The best way to go is Bluetooth so you don't pick up noise from the car plus the audio is much better.
If you have the audio controls on your steering wheel, you should be able to change your pdim with one for a camaro. Check out this thread,

http://www.cruzetalk.com/forum/showthread.php?t=5833

If you have an ls and don't have pdim to switch, I recommend a kinivo.

http://www.amazon.com/gp/aw/d/B009N...200_QL40&qid=1402982527&sr=8-2#ref=mp_s_a_1_2

I'm able to connect both my tablet and my phone at the same time. Plus you have pause/play, fwd/bwd and long press home without having to look up at the screen.

Regarding your navigation, sounds like an issue with the app. I use Google maps and it lowers the volume when there's instructions.


----------



## iTz SADISTIK (Apr 6, 2014)

The "Hissing" sound you hear is engine noise in the audio. A ground loop isolator will fix this issue. 
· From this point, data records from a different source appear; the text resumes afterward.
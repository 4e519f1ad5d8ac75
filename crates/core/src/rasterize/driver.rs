use glam::DVec3;

use crate::math::{Coord, CoordBBox};
use crate::parallel;
use crate::points::{PointDataGrid, PointFilter, PointLeaf};
use crate::progress::CancelGroup;
use crate::tree::{leaf_origin, Grid, LeafNode, Tree, DIM, SIZE};

use super::kernel::{LeafBuffers, TransferKernel};

/// Runs `kernel` over every surface leaf, feeding it the points of every
/// point leaf within kernel range. Returns the closest-point tree, topology
/// matched to the surface, when `closest` is requested.
pub(crate) fn rasterize_leaves<K, F>(
    points: &PointDataGrid,
    surface: &mut Grid<f32>,
    kernel: &K,
    filter: &F,
    closest: bool,
    cancel: &CancelGroup<'_>,
    threaded: bool,
) -> Option<Tree<i64>>
where
    K: TransferKernel,
    F: PointFilter,
{
    let point_leaves = points.tree().leaf_list();
    let source = *points.transform();
    let target = surface.transform;
    let range = kernel.range();

    let mut leaves: Vec<&mut LeafNode<f32>> = surface.tree.leaves_mut().collect();
    let results = parallel::map_indexed_mut(&mut leaves, threaded, |_, leaf| {
        if cancel.poll() || leaf.mask().is_all_off() {
            return None;
        }
        let origin = leaf.origin();
        let bounds = leaf.node_bounding_box();

        // surface leaf reach, mapped into the point grid's index space
        let mut reach = bounds;
        reach.expand(range);
        let world_min = target.index_to_world(reach.min.as_dvec3() - DVec3::splat(0.5));
        let world_max = target.index_to_world(reach.max.as_dvec3() + DVec3::splat(0.5));
        let point_bounds = source.world_bbox_to_index_cell_centered(world_min, world_max);
        let (values, mask) = leaf.buffers_mut();
        let mut buffers = LeafBuffers {
            origin,
            values,
            mask,
            closest: closest.then(|| vec![0; SIZE]),
        };
        let mut kernel = kernel.clone();
        kernel.initialize(&mut buffers);
        for leaf_index in nearby_leaves(&point_leaves, &point_bounds) {
            let point_leaf = point_leaves[leaf_index];
            let mut filter = filter.clone();
            filter.reset(point_leaf);
            if !kernel.start_point_leaf(point_leaf, leaf_index as u32) {
                continue;
            }
            for (offset, index) in point_leaf.iter_points() {
                if !filter.is_all() && !filter.valid(point_leaf, index) {
                    continue;
                }
                let voxel = point_leaf.voxel_coord(offset);
                kernel.rasterize_point(&mut buffers, point_leaf, voxel, index, &bounds);
            }
            if !kernel.end_point_leaf(&buffers) {
                break;
            }
        }
        kernel.finalize(&mut buffers);
        let mask = *buffers.mask;
        buffers.closest.map(|ids| (origin, mask, ids))
    });
    drop(leaves);

    if cancel.is_cancelled() {
        tracing::warn!("rasterization interrupted, surface is incomplete");
    }
    if !closest {
        return None;
    }
    let mut tree = Tree::new(0i64);
    for (origin, mask, ids) in results.into_iter().flatten() {
        let mut node = LeafNode::with_mask(origin, 0i64, mask);
        node.values_mut().copy_from_slice(&ids);
        tree.add_leaf(Box::new(node));
    }
    tree.prune_inactive();
    Some(tree)
}

/// Indices, in ascending origin order, of the point leaves overlapping
/// `bounds`.
fn nearby_leaves(leaves: &[&PointLeaf], bounds: &CoordBBox) -> Vec<usize> {
    if bounds.is_empty() || leaves.is_empty() {
        return Vec::new();
    }
    let lo = leaf_origin(bounds.min);
    let hi = leaf_origin(bounds.max);
    let span = |a: i32, b: i32| (i64::from(b) - i64::from(a)) / i64::from(DIM) + 1;
    let candidates = span(lo.x, hi.x) * span(lo.y, hi.y) * span(lo.z, hi.z);

    if candidates > leaves.len() as i64 {
        return leaves
            .iter()
            .enumerate()
            .filter(|(_, leaf)| leaf.node_bounding_box().intersects(bounds))
            .map(|(idx, _)| idx)
            .collect();
    }

    let mut found = Vec::new();
    for x in (lo.x..=hi.x).step_by(DIM as usize) {
        for y in (lo.y..=hi.y).step_by(DIM as usize) {
            for z in (lo.z..=hi.z).step_by(DIM as usize) {
                let origin = Coord::new(x, y, z);
                if let Ok(idx) = leaves.binary_search_by_key(&origin, |leaf| leaf.origin()) {
                    found.push(idx);
                }
            }
        }
    }
    found.sort_unstable();
    found
}

#[cfg(test)]
mod tests {
    use super::*;
    use crate::math::Transform;

    #[test]
    fn nearby_leaves_lookup_and_scan_agree() {
        let positions: Vec<DVec3> = (0..12)
            .map(|i| DVec3::new(i as f64 * 9.0, (i % 2) as f64 * 9.0, 0.0))
            .collect();
        let points = PointDataGrid::from_positions(&positions, Transform::linear(1.0)).expect("points");
        let leaves = points.tree().leaf_list();

        let small = CoordBBox::new(Coord::new(0, 0, 0), Coord::new(20, 10, 0));
        let looked_up = nearby_leaves(&leaves, &small);
        let scanned: Vec<usize> = leaves
            .iter()
            .enumerate()
            .filter(|(_, leaf)| leaf.node_bounding_box().intersects(&small))
            .map(|(idx, _)| idx)
            .collect();
        assert_eq!(looked_up, scanned);
        assert!(!looked_up.is_empty());

        let huge = CoordBBox::new(Coord::splat(-4000), Coord::splat(4000));
        assert_eq!(nearby_leaves(&leaves, &huge).len(), leaves.len());
        assert!(nearby_leaves(&leaves, &CoordBBox::empty()).is_empty());
    }
}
Amazon.com: PAC SNI-1/3.5 3.5-mm Ground Loop Noise Isolator Works with iPod/Zune/iRiver and Others: Automotive

Very simple and relatively cheap 

BTW, Very nice setup! What took you so long to join


----------



## wlynn (Jun 17, 2014)

Thanks for your responses. I do have audio controls on my steering wheel. I have a pretty good idea where the PDIM in my vehicle is; I think I seen it when I disassembled the center console. Being able to utilize the the audio controls on the steering wheel with the tablet is intriguing. The 2-5 week turnaround time on Amazon; yikes! I think I'll mosey on over to the dealership and ask if they have one and how many fingers and toes they want for it. If they don't have it or if they want too much I guess Amazon is it..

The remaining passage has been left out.